Le résultat de l'assureur pâtit d'une base de comparaison défavorable. En 2007, le groupe a constaté 302 millions d'euros de plus-values liés à la vente de titres du réassureur français Scor (144 millions) et à la cession de la Tour Gan. La crise financière a eu également un impact non négligeable sur les comptes de l'assureur, avec une baisse de valeur des actifs de 162 millions et des dépréciations de 138 millions d'euros.
Le groupe indique dans un communiqué que retraité de ces "éléments exceptionnel", son résultat opérationnel a augmenté de 66%, à 661 millions d'euros, en grande partie grâce à des effets de périmètre. La prise en compte de l'ensemble des résultats des filiales italienne Nuova Tirrena et grecque Groupama Phoenix, acquises en cours d'année 2007, joue ainsi favorablement sur les performances du groupe.
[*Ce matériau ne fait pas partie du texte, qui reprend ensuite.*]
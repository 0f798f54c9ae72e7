//! # Symbolic Engine Module
//!
//! This module provides the symbolic expression type used for the coefficients of asymptotic
//! expansions. Coefficients are exact: constants are arbitrary precision rationals, radicals
//! such as `10^(1/2)` stay symbolic, and free variables (the dependent variable `k` of a ring,
//! or any other parameter) are carried through every computation.
//!
//! ## Purpose
//!
//! The symbolic engine allows users to:
//! - Parse and create symbolic mathematical expressions
//! - Perform analytical differentiation
//! - Simplify expressions into a canonical, fully expanded form (see `symbolic_simplify`)
//! - Substitute variables by numbers or by other expressions
//! - Support `abs`, exponential, logarithmic and trigonometric functions
//!
//! ## Main Structures and Methods
//!
//! ### `Expr` Enum
//! The core symbolic expression type supporting:
//! - **Variables**: `Var(String)` - symbolic variables like "n", "k"
//! - **Constants**: `Const(BigRational)` - exact rational constants
//! - **Operations**: `Add`, `Sub`, `Mul`, `Div`, `Pow` - basic arithmetic
//! - **Functions**: `Abs`, `Exp`, `Ln`, `sin`, `cos`
//!
//! ### Key Methods
//! - `Symbols(symbols: &str)` - Create multiple variables from comma-separated string
//! - `diff(var: &str)` - Analytical differentiation
//! - `simplify()` / `simplify_with(&Assumptions)` - canonical simplification
//! - `set_variable()` / `substitute_variable()` - Substitute variables with values
//! - `variables()` - all free variables of the expression
//!
//! ## Interesting Code Features
//!
//! 1. **Recursive Expression Tree**: Uses Box<Expr> for nested expressions, enabling
//!    arbitrarily complex mathematical structures
//!
//! 2. **Operator Overloading**: Implements std::ops traits (Add, Sub, Mul, Div, Neg) for
//!    natural mathematical syntax: `x + y * z`
//!
//! 3. **Exact arithmetic**: constants never round, so a bound computed symbolically is
//!    the bound that gets reported
//!
//! 4. **Precedence-aware printing**: `Display` only emits the parentheses that are needed,
//!    e.g. `k^3 + 3*k^2 + 3*k + 1` or `n^(-1)`

#![allow(non_camel_case_types)]

use std::collections::{BTreeSet, HashMap};
use std::fmt;

use num::{BigInt, BigRational, One, Signed, Zero};

/// Errors raised by the symbolic layer.
#[derive(Debug, Clone, PartialEq)]
pub enum SymbolicError {
    DivisionByZero,
    /// a variable has no value where a number was required
    UnboundVariable(String),
    Parse(String),
    Unsupported(String),
}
Le chiffre d'affaires consolidé de Groupama enregistre une hausse de 9,2% à 16,2 milliards d'euros, tandis que celui de Groupama SA progresse de 10,8% à 13,4 milliards d'euros. L'international a tiré la croissance de Groupama, avec une hausse de 6,4% du chiffre d'affaires à périmètre et changes constants. En incluant les acquisitions réalisées l'an dernier, les revenus du groupe hors-Hexagone grimpent de 39%, l'activité internationale pesant désormais 31,6% du chiffre d'affaires de Groupama SA en année pleine.
En France, le fait marquant est la bonne résistance de l'assurance de personnes, dont le chiffre d'affaires progresse de 2,2% alors que le marché est en recul de 8,7%. "Nous avons gagné des parts de marché", a ainsi indiqué à l'AFP le directeur financier Helman le Pas de Sécheval. L'activité d'assurance dommages progresse pour sa part de 2,1%, contre +2,5% pour l'ensemble du marché français.
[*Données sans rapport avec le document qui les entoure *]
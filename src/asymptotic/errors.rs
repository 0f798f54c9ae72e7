use std::fmt;

use crate::symbolic::symbolic_engine::SymbolicError;

/// Errors raised while building rings, terms and expansions or while post-processing them.
#[derive(Debug, Clone, PartialEq)]
pub enum AsymptoticError {
    /// the dependent variable is not a bare symbol or clashes with a growth variable
    InvalidDependentVariable(String),
    /// "lower" or "upper"
    MissingBound(String),
    /// evaluating a coefficient at a bound did not give a single O-term
    NonCollapsingBound { coefficient: String, bound: String },
    /// a B-term has no threshold for one of its growth variables
    MissingThreshold { term: String, variable: String },
    NoSameOrderBound(String),
    NotBounded(String),
    NotTendingToZero(String),
    NoFiniteBound { derivative: String, upper: String },
    NotInvertible(String),
    IncompatibleRings,
    Unsupported(String),
    Config(String),
    Symbolic(SymbolicError),
}

impl fmt::Display for AsymptoticError {
    fn fmt(&self, f: &mut fmt::Formatter) -> fmt::Result {
        match self {
            AsymptoticError::InvalidDependentVariable(name) => {
                write!(f, "A suitable dependent variable must be passed, got {}", name)
            }
            AsymptoticError::MissingBound(which) => write!(
                f,
                "The lower and upper bounds for the dependent variable must be set ({} is missing)",
                which
            ),
            AsymptoticError::NonCollapsingBound { coefficient, bound } => write!(
                f,
                "evaluating {} at {} does not give a single O-term",
                coefficient, bound
            ),
            AsymptoticError::MissingThreshold { term, variable } => {
                write!(f, "no threshold for {} given for {}", variable, term)
            }
            AsymptoticError::NoSameOrderBound(term) => {
                write!(f, "No same-order bound can be constructed for {}", term)
            }
            AsymptoticError::NotBounded(expansion) => write!(
                f,
                "Cannot determine numeric bound, the expansion {} does not seem to be bounded",
                expansion
            ),
            AsymptoticError::NotTendingToZero(term) => {
                write!(f, "the asymptotic term {} needs to tend to 0", term)
            }
            AsymptoticError::NoFiniteBound { derivative, upper } => write!(
                f,
                "Could not find a finite bound for the derivative {} on the interval [0, {}]",
                derivative, upper
            ),
            AsymptoticError::NotInvertible(expansion) => {
                write!(f, "cannot invert {}", expansion)
            }
            AsymptoticError::IncompatibleRings => {
                write!(f, "the expansions belong to different asymptotic rings")
            }
            AsymptoticError::Unsupported(msg) => write!(f, "unsupported operation: {}", msg),
            AsymptoticError::Config(msg) => write!(f, "invalid ring configuration: {}", msg),
            AsymptoticError::Symbolic(err) => write!(f, "{}", err),
        }
    }
}

impl std::error::Error for AsymptoticError {}

impl From<SymbolicError> for AsymptoticError {
    fn from(err: SymbolicError) -> Self {
        AsymptoticError::Symbolic(err)
    }
}

impl From<toml::de::Error> for AsymptoticError {
    fn from(err: toml::de::Error) -> Self {
        AsymptoticError::Config(err.to_string())
    }
}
Sur le plan financier, Groupama SA a vu son ratio combiné (prestations versées et frais de gestion rapportés aux primes perçues) augmenter légèrement de 97,5% à 98%. Une évolution que Helman le Pas de Sécheval a justifiée par des mises aux normes et des frais de restructuration consécutifs aux acquisitions réalisées par le groupe. Le ratio de solvabilité (capital disponible rapporté au capital requis) est de son côté passé de 277% fin 2007 à 122% fin 2008. Groupama n'a "pas besoin de capital en 2009", a cependant précisé Helman le Pas de Sécheval.
L'assureur table en 2009 sur une croissance de son chiffre d'affaires équivalente à celle de 2008, dont une croissance de 3,5% à périmètre et change constants. L'objectif de Groupama est de figurer parmi les dix premiers assureurs européens en 2012.